Personal information
- Born: 14 August 1987 Rokytnice nad Jizerou, Czechoslovakia
- Height: 1,79 m

Career
| Years | Teams |
| 2002–2003 2003–2010 2010–2012 2012–2013 2013–2014 2014 2015 2015– | SK Ješzědská Liberec VK Dukla Liberec Slavia Prague Dauphines Charleroi Allgäu Team Sonthofen Köpenicker SC NawaRo Straubing Volley Top Luzern |

National team
| 2010– | Czech Republic |

= Leona Neumannová =

Czech volleyball player

Leona Neumannová (born 14 August 1987 in Rokytnice nad Jizerou, Czechoslovakia) is a female Czech volleyball player.

== Career ==
After finishing her training at the Czech clubs of SK Ješzědská Liberec and VK Dukla Liberec, Neumannová played for Slavia Prague from 2010 until 2012. After that, she transferred to the Belgian club Dauphines Charleroi, with whom she reached 13th place in the 2012–13 Women's CEV Cup.

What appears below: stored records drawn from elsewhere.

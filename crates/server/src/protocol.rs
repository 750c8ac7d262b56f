//! JSON-RPC 2.0 envelope and the A2A task shapes carried inside it.

use serde::{Deserialize, Serialize};
use serde_json::Value;
use verse_core::PipelineError;

pub const JSONRPC_VERSION: &str = "2.0";
pub const JSONRPC_PARSE_ERROR: i64 = -32700;

pub const METHOD_MESSAGE_SEND: &str = "message/send";
pub const METHOD_EXECUTE: &str = "execute";

/// Loose envelope so that a missing `jsonrpc` or `id` can still be answered
/// with a proper error object.
#[derive(Debug, Deserialize)]
pub struct RpcRequest {
    #[serde(default)]
    pub jsonrpc: Option<String>,
    #[serde(default)]
    pub id: Option<Value>,
    #[serde(default)]
    pub method: Option<String>,
    #[serde(default)]
    pub params: Value,
}

impl RpcRequest {
    pub fn is_well_formed(&self) -> bool {
        self.jsonrpc.as_deref() == Some(JSONRPC_VERSION)
            && self.id.as_ref().is_some_and(|id| !id.is_null())
    }
}

#[derive(Debug, Serialize)]
pub struct RpcResponse {
    pub jsonrpc: &'static str,
    pub id: Value,
    #[serde(skip_serializing_if = "Option::is_none")]
    pub result: Option<TaskResult>,
    #[serde(skip_serializing_if = "Option::is_none")]
    pub error: Option<RpcError>,
}

impl RpcResponse {
    pub fn success(id: Value, result: TaskResult) -> Self {
        Self { jsonrpc: JSONRPC_VERSION, id, result: Some(result), error: None }
    }

    pub fn failure(id: Value, error: RpcError) -> Self {
        Self { jsonrpc: JSONRPC_VERSION, id, result: None, error: Some(error) }
    }
}

#[derive(Debug, Serialize)]
pub struct RpcError {
    pub code: i64,
    pub message: String,
    #[serde(skip_serializing_if = "Option::is_none")]
    pub data: Option<Value>,
}

impl RpcError {
    pub fn new(code: i64, message: impl Into<String>) -> Self {
        Self { code, message: message.into(), data: None }
    }

    pub fn with_data(mut self, data: Value) -> Self {
        self.data = Some(data);
        self
    }
}

#[derive(Clone, Debug, PartialEq, Serialize, Deserialize)]
#[serde(rename_all = "camelCase")]
pub struct MessageSendParams {
    pub message: A2aMessage,
    #[serde(default, skip_serializing_if = "Option::is_none")]
    pub configuration: Option<Value>,
}

#[derive(Clone, Debug, PartialEq, Serialize, Deserialize)]
#[serde(rename_all = "camelCase")]
pub struct ExecuteParams {
    pub messages: Vec<A2aMessage>,
    #[serde(default)]
    pub context_id: Option<String>,
    #[serde(default)]
    pub task_id: Option<String>,
}

#[derive(Clone, Debug, PartialEq, Serialize, Deserialize)]
#[serde(rename_all = "camelCase")]
pub struct A2aMessage {
    pub role: String,
    pub parts: Vec<MessagePart>,
    #[serde(default, skip_serializing_if = "Option::is_none")]
    pub message_id: Option<String>,
    #[serde(default, skip_serializing_if = "Option::is_none")]
    pub task_id: Option<String>,
}

impl A2aMessage {
    pub fn agent(text: impl Into<String>, message_id: String, task_id: &str) -> Self {
        Self {
            role: "agent".to_string(),
            parts: vec![MessagePart::text(text)],
            message_id: Some(message_id),
            task_id: Some(task_id.to_string()),
        }
    }
}

#[derive(Clone, Debug, PartialEq, Serialize, Deserialize)]
pub struct MessagePart {
    pub kind: String,
    #[serde(default, skip_serializing_if = "Option::is_none")]
    pub text: Option<String>,
    #[serde(default, skip_serializing_if = "Option::is_none")]
    pub data: Option<Value>,
}

impl MessagePart {
    pub fn text(text: impl Into<String>) -> Self {
        Self { kind: "text".to_string(), text: Some(text.into()), data: None }
    }

    pub fn data(data: Value) -> Self {
        Self { kind: "data".to_string(), text: None, data: Some(data) }
    }
}

#[derive(Clone, Debug, PartialEq, Serialize)]
#[serde(rename_all = "camelCase")]
pub struct TaskResult {
    pub id: String,
    pub context_id: String,
    pub status: TaskStatus,
    pub artifacts: Vec<Artifact>,
    pub history: Vec<A2aMessage>,
    pub kind: &'static str,
}

#[derive(Clone, Debug, PartialEq, Serialize)]
pub struct TaskStatus {
    pub state: &'static str,
    pub timestamp: String,
    pub message: A2aMessage,
}

#[derive(Clone, Debug, PartialEq, Serialize)]
#[serde(rename_all = "camelCase")]
pub struct Artifact {
    pub artifact_id: String,
    pub name: &'static str,
    pub parts: Vec<MessagePart>,
}

/// Text of the newest user message: its first text part that is not blank.
pub fn latest_user_query(messages: &[A2aMessage]) -> Result<String, PipelineError> {
    let message = messages
        .iter()
        .rev()
        .find(|message| message.role == "user")
        .ok_or_else(|| PipelineError::InvalidInput("no user message provided".to_string()))?;

    message
        .parts
        .iter()
        .filter(|part| part.kind == "text")
        .filter_map(|part| part.text.as_deref())
        .map(str::trim)
        .find(|text| !text.is_empty())
        .map(str::to_string)
        .ok_or_else(|| PipelineError::InvalidInput("no text query found in message".to_string()))
}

In the 2014/15 season, Neumannová left TSV Sonthofen in the Second German League to join Köpenicker SC in the First German League. At the half-way stage in the season, she transferred to NawaRo Straubling in the Second German League, with whom she would win the Second German League South. After that, she moved to Swiss club Volley Top Luzern.